Provided entries |
-------------------------
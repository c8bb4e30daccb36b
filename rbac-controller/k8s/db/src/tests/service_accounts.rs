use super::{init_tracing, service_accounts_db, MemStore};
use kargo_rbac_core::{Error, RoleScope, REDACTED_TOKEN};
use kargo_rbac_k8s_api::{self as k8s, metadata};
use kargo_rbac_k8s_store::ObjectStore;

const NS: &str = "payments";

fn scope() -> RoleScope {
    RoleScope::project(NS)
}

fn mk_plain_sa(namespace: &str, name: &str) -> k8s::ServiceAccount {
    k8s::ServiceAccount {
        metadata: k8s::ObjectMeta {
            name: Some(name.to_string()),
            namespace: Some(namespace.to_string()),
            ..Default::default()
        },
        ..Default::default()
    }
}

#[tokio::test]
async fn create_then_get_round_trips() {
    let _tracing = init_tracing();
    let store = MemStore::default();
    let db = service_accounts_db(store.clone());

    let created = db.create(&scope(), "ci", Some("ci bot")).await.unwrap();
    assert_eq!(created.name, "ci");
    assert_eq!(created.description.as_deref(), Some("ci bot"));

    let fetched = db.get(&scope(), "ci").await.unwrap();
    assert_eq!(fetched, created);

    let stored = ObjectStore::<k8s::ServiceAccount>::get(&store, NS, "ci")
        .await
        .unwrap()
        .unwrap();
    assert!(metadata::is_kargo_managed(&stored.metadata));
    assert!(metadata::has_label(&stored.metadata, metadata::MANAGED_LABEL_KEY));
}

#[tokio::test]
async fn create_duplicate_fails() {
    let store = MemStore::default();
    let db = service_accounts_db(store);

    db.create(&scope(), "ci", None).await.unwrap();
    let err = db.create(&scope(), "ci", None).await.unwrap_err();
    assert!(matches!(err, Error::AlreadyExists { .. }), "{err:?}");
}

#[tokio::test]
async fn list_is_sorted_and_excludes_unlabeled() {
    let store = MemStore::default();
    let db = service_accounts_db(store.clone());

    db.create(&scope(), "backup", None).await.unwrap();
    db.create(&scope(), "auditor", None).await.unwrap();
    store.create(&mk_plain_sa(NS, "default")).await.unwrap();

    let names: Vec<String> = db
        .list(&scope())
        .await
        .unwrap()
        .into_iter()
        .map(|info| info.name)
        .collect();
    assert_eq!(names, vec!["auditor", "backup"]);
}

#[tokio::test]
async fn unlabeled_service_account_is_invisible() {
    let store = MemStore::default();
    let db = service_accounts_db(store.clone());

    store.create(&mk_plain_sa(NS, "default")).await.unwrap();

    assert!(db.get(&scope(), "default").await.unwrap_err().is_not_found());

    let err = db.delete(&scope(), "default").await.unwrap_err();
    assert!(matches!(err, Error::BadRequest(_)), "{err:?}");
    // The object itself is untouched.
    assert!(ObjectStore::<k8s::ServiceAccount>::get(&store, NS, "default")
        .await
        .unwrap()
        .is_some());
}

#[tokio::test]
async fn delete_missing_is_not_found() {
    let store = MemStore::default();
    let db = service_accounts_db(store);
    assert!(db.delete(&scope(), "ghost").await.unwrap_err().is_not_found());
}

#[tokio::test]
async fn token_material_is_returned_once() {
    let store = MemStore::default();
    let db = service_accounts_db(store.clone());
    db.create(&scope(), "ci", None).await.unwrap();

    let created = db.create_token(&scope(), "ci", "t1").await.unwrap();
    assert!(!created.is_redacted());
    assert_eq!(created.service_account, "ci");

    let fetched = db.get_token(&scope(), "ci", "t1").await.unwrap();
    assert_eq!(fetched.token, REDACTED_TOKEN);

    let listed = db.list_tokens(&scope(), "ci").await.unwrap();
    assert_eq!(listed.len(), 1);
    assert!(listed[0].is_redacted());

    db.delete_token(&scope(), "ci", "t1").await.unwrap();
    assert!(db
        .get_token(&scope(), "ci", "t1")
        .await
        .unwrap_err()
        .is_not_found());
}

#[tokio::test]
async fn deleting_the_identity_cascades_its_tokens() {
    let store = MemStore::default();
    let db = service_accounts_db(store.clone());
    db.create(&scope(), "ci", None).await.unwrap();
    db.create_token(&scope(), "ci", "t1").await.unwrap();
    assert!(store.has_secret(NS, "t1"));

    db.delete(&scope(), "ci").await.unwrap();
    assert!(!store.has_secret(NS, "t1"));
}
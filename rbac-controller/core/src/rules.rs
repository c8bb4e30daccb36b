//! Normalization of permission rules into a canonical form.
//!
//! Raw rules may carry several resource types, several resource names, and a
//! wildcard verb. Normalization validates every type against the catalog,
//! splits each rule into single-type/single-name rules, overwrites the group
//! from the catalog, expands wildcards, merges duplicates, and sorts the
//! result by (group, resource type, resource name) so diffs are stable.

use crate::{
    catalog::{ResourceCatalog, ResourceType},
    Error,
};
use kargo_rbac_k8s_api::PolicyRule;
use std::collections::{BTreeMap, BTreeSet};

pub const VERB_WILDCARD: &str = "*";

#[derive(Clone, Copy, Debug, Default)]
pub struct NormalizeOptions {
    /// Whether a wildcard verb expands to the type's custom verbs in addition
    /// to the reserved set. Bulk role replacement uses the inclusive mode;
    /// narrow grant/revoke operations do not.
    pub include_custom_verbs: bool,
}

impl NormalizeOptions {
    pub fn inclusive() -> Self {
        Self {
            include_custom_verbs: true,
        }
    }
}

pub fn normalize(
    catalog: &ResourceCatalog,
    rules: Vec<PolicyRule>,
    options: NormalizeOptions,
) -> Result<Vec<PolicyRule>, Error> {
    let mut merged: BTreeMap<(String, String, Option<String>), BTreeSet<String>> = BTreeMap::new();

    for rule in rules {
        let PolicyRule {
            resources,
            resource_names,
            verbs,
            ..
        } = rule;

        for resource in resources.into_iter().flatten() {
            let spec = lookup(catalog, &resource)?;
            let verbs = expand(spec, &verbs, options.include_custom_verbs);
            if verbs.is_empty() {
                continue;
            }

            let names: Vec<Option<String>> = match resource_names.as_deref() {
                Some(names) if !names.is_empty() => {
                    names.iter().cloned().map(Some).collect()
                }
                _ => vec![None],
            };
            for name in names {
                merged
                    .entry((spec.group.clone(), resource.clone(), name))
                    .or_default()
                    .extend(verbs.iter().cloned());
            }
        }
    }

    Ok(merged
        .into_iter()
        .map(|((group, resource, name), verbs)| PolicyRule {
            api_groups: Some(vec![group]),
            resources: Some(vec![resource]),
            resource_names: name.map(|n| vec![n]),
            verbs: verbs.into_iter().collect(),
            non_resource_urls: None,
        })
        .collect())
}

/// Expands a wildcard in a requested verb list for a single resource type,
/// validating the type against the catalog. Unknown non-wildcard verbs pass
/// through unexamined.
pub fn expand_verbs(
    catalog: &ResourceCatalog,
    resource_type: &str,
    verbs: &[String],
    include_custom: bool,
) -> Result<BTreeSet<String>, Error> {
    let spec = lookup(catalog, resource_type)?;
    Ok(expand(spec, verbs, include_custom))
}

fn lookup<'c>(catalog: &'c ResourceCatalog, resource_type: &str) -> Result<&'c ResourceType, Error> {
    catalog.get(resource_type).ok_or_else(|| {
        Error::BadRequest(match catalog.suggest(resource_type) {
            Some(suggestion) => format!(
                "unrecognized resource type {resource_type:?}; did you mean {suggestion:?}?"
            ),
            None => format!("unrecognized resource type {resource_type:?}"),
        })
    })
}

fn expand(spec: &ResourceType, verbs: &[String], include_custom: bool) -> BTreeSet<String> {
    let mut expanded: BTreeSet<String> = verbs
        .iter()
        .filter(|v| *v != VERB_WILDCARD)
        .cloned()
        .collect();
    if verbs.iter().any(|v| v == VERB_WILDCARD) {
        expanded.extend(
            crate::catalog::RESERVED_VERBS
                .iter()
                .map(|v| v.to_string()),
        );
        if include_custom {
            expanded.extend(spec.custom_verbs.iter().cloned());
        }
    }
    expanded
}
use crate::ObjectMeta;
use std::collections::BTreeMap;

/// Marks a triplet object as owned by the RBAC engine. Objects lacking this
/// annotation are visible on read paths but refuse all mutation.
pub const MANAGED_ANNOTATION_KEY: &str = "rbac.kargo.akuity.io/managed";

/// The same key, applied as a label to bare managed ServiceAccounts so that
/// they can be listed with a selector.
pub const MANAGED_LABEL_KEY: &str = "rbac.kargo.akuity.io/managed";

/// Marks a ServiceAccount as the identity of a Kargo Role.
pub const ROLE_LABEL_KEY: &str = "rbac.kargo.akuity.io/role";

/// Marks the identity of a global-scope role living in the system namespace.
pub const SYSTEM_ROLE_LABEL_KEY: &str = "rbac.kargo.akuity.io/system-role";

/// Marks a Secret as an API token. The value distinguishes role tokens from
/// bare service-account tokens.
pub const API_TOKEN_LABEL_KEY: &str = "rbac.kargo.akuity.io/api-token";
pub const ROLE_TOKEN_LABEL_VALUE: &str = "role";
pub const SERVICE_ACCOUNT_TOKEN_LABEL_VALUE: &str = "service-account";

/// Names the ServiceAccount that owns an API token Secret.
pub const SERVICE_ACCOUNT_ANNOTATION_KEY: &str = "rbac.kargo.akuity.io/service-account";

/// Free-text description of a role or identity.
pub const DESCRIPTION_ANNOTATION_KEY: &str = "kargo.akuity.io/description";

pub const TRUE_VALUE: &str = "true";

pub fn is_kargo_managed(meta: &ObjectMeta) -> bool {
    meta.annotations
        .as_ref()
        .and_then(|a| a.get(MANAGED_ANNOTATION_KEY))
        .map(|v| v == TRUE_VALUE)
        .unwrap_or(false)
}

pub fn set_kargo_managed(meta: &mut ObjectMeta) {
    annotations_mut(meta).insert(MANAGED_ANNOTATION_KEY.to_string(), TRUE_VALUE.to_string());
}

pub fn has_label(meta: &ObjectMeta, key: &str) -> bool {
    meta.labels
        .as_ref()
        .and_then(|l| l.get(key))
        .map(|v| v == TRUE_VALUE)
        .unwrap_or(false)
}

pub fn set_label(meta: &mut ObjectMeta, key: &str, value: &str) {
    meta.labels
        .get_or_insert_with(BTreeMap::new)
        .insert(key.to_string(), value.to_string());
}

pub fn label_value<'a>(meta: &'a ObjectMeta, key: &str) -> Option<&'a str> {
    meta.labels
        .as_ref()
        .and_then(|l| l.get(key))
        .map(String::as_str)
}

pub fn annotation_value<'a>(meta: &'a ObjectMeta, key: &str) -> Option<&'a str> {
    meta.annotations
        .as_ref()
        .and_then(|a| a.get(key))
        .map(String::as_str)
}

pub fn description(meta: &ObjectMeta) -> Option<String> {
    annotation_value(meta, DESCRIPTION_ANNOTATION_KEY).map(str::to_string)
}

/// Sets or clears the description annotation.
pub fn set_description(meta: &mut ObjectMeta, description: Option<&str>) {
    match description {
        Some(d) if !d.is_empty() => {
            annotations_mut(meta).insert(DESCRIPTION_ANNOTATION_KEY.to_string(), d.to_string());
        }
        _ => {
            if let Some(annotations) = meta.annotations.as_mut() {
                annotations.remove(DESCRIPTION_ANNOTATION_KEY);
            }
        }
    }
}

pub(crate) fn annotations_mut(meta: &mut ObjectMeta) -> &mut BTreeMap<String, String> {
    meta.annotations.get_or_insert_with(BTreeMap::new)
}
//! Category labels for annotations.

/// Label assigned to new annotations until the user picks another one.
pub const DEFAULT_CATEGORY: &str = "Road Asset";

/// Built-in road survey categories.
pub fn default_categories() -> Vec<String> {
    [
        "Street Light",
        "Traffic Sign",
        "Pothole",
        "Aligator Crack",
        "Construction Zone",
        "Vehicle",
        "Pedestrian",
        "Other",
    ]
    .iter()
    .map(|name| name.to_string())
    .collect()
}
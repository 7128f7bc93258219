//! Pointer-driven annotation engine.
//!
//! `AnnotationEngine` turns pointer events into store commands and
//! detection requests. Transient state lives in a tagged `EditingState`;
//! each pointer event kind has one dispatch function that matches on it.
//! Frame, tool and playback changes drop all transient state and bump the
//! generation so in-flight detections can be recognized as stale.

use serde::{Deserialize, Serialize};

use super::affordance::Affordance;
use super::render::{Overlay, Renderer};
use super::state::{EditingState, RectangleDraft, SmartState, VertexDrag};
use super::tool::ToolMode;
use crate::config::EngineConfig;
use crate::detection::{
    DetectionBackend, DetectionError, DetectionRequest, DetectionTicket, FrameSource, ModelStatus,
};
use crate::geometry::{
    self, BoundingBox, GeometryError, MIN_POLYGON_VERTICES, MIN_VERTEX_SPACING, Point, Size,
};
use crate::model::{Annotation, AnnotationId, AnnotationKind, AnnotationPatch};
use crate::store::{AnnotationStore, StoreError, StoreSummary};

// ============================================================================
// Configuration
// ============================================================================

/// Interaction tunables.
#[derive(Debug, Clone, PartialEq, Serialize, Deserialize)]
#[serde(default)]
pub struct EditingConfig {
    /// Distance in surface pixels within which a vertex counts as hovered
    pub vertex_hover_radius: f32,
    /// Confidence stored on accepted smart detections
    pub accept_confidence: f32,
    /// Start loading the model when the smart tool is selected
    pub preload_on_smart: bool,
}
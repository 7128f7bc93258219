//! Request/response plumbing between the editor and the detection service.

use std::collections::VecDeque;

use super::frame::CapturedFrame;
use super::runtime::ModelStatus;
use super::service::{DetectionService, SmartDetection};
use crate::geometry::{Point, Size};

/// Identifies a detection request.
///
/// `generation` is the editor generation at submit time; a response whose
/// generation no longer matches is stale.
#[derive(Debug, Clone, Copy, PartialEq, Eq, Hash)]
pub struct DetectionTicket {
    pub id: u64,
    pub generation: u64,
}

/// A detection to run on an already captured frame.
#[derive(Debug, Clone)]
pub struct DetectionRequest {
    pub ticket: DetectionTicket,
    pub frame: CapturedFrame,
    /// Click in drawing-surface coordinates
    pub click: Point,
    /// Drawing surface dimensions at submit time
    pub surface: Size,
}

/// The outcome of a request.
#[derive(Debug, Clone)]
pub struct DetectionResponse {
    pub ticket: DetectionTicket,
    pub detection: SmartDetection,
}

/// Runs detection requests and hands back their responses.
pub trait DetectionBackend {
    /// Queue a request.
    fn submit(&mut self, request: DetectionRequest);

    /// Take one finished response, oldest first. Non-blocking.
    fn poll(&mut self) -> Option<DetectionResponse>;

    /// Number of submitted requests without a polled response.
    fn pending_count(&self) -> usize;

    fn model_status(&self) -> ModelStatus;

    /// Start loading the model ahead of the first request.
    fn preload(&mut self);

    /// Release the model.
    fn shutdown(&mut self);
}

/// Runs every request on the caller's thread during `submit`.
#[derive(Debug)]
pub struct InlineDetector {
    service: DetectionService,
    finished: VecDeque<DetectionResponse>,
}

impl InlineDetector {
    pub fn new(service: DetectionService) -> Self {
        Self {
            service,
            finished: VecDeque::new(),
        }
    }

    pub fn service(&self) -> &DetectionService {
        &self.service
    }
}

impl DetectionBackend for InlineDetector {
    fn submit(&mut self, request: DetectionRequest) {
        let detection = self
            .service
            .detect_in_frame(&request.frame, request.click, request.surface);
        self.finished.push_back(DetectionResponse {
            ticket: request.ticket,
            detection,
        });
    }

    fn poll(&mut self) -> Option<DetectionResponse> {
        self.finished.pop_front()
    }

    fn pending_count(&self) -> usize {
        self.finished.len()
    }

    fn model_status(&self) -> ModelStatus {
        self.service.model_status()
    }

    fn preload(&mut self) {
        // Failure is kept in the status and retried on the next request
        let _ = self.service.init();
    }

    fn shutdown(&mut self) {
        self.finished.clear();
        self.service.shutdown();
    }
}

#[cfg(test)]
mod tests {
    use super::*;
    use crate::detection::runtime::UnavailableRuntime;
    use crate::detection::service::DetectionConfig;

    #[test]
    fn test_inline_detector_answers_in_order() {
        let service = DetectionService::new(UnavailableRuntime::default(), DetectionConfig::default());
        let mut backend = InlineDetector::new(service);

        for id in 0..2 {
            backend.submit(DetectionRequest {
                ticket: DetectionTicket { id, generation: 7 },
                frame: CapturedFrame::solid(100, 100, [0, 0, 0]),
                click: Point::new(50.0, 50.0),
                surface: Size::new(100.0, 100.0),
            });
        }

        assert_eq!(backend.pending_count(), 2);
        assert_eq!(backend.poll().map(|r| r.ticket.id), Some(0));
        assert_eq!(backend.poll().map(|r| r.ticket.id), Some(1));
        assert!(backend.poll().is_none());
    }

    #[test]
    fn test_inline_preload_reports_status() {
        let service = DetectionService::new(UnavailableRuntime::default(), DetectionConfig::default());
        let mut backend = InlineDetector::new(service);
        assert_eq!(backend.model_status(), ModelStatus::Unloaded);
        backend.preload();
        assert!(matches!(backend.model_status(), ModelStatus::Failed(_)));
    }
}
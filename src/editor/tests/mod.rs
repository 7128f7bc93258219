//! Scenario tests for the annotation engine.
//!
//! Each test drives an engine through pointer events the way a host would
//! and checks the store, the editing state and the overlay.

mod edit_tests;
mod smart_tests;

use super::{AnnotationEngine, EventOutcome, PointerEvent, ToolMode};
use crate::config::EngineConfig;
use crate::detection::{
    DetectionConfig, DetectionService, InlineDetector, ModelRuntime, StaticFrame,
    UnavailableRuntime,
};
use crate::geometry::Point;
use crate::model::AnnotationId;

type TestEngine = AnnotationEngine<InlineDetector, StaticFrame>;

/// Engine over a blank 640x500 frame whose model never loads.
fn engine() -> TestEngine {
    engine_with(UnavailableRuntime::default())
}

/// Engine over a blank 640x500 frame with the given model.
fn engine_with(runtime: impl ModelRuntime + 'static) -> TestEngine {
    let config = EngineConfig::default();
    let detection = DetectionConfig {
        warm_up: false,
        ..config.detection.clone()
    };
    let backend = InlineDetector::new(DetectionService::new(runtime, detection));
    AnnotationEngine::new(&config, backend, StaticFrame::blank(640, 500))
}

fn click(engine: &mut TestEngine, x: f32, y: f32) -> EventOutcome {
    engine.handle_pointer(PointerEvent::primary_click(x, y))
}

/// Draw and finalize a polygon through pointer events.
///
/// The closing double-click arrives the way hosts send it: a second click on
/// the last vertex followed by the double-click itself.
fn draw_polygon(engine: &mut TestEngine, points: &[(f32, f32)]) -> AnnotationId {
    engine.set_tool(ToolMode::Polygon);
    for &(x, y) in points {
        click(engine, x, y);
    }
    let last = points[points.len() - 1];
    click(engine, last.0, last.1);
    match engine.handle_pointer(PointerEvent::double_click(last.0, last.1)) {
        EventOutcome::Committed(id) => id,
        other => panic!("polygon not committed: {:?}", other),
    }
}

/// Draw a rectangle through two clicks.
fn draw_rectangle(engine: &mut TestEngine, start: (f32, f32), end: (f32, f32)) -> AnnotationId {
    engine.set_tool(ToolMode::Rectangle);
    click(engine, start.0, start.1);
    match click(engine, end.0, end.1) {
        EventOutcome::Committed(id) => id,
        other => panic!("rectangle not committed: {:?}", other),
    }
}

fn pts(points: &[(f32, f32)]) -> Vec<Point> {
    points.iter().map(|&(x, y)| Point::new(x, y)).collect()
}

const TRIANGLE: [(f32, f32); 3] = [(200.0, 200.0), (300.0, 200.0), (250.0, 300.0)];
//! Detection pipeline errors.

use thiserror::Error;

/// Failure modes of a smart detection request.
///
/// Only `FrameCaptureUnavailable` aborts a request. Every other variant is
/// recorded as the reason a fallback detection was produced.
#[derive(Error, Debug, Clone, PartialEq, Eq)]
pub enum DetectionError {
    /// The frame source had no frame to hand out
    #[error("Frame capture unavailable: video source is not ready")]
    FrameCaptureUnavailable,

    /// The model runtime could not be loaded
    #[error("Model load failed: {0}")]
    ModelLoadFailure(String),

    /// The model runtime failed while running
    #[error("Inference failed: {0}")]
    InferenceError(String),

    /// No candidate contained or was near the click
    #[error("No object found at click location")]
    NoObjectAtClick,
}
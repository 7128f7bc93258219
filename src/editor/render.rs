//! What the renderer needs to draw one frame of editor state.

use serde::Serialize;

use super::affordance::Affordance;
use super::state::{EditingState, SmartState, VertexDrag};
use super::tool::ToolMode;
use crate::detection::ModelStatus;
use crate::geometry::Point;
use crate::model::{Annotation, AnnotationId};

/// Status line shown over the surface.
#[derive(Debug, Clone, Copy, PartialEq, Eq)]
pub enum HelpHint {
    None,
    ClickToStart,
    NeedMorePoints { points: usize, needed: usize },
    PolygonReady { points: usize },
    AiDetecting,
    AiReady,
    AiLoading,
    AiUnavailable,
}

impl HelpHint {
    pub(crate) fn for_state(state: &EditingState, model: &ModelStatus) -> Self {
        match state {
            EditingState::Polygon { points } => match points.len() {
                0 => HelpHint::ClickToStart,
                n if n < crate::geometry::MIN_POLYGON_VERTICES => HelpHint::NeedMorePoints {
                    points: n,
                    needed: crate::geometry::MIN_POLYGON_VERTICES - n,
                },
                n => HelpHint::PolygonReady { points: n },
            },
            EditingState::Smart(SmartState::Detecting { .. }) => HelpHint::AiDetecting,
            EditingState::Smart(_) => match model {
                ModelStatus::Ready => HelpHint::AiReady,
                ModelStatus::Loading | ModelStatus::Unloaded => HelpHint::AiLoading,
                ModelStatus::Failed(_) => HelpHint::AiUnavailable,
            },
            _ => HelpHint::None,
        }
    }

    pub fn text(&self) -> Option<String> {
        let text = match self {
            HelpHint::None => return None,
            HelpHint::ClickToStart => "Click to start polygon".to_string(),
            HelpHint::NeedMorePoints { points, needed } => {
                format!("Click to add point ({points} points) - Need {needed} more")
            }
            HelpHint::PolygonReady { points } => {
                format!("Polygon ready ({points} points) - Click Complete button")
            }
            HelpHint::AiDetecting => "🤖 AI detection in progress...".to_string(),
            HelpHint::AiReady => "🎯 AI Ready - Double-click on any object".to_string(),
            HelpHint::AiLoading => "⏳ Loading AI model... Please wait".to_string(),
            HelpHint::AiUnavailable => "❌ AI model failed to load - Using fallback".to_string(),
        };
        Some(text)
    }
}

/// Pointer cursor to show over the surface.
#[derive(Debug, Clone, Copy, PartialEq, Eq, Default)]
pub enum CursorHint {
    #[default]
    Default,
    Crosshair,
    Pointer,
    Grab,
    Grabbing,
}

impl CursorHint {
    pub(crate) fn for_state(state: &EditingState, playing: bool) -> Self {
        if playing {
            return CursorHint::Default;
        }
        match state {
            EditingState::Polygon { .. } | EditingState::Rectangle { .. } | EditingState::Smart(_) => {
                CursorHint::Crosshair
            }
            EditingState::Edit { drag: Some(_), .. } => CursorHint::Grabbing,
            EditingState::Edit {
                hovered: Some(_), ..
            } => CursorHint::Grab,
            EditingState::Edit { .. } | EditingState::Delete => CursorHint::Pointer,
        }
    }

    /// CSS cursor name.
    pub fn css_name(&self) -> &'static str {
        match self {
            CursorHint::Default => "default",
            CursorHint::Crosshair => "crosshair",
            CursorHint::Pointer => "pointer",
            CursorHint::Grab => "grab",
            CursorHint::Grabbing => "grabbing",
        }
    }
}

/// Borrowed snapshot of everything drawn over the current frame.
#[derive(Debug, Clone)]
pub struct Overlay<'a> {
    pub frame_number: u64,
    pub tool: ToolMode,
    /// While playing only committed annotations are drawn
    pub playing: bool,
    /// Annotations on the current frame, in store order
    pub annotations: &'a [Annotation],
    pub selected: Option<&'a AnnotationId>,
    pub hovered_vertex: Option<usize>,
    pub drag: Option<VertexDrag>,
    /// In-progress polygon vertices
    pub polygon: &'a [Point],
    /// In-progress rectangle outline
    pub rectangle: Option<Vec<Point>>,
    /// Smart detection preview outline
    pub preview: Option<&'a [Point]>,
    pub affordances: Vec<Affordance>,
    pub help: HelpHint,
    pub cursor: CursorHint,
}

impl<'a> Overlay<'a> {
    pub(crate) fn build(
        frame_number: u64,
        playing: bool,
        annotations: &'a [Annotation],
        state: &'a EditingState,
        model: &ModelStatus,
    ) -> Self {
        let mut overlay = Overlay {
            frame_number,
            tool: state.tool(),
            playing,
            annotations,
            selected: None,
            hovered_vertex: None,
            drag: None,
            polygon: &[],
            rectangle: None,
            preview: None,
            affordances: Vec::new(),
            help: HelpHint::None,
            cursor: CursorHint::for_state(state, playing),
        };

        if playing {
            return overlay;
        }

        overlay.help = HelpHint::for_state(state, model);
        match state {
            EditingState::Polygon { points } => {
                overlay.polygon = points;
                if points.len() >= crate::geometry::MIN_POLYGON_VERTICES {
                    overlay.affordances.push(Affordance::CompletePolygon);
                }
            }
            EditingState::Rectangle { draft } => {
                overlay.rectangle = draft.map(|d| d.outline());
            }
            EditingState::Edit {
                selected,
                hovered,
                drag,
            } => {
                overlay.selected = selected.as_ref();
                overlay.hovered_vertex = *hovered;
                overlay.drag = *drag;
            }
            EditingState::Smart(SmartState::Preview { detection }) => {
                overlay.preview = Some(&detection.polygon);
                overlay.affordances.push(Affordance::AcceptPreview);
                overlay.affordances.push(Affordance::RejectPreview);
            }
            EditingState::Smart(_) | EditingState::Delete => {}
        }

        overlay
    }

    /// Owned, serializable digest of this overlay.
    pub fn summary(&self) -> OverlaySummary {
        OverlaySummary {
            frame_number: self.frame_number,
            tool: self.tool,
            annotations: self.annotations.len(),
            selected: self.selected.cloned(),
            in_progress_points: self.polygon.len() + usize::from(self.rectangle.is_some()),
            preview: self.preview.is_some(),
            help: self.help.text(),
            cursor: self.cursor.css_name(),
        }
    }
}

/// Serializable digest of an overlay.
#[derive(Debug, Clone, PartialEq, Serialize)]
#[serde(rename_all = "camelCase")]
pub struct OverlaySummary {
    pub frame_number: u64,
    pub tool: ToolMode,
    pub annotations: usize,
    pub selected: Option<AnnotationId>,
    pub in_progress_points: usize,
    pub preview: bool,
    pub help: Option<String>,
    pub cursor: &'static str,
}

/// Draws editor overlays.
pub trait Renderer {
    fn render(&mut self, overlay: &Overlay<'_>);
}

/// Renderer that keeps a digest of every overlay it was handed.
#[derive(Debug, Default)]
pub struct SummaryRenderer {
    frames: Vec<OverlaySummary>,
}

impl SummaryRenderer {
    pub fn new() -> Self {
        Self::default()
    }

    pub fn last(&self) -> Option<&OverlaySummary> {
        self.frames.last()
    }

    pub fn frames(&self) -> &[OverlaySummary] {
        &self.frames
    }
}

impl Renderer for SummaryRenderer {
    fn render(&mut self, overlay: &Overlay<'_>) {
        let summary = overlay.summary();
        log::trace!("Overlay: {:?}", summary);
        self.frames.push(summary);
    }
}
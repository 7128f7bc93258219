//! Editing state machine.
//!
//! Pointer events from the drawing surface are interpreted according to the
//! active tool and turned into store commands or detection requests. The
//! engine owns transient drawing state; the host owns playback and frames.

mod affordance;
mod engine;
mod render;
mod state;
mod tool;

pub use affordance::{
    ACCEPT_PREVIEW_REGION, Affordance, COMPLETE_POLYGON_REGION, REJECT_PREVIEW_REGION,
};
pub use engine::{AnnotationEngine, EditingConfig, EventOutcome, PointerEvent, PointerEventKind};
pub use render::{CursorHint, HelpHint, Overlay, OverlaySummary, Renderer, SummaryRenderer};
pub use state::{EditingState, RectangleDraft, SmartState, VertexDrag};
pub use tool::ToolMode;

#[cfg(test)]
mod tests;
-------------------------
Task directions |
Report how many lines of the listing hold the string "PolicyRule", giving only the number.

Your response |
5